**GIVEN RECORDS:**

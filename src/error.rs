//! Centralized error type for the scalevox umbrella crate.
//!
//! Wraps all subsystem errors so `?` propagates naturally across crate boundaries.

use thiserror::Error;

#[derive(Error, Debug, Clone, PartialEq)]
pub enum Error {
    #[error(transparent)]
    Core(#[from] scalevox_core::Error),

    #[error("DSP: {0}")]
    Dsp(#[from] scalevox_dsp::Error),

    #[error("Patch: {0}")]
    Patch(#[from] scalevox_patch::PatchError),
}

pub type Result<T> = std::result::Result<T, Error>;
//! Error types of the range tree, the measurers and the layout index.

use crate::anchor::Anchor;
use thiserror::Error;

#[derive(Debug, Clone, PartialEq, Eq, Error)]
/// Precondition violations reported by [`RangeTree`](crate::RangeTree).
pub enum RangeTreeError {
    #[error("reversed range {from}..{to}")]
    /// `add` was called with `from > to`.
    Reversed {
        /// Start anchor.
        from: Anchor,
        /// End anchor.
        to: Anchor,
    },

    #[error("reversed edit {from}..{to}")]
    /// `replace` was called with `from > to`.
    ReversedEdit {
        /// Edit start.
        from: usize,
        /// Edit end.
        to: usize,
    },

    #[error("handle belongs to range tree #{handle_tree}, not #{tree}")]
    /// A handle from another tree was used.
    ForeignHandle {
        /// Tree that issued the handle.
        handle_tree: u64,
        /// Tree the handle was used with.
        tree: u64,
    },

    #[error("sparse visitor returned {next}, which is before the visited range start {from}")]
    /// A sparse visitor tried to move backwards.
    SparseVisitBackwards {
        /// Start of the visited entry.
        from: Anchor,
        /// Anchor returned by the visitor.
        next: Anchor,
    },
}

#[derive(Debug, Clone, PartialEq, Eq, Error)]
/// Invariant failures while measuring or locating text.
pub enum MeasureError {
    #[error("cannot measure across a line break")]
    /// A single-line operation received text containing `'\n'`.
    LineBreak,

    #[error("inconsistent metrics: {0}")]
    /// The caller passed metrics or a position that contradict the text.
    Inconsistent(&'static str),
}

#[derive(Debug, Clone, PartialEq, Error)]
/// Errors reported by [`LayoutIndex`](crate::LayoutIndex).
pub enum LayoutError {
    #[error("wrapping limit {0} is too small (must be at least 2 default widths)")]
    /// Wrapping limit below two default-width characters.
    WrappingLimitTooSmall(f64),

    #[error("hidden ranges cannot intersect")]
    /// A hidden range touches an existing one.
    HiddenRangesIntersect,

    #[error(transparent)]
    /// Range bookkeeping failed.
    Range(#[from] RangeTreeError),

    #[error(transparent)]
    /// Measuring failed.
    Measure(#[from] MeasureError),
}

**TASK OBJECTIVE:** Identify the lines above that contain the word "metrics", then copy them.

**EXERCISE RESULT:**
    #[error("inconsistent metrics: {0}")]
    /// The caller passed metrics or a position that contradict the text.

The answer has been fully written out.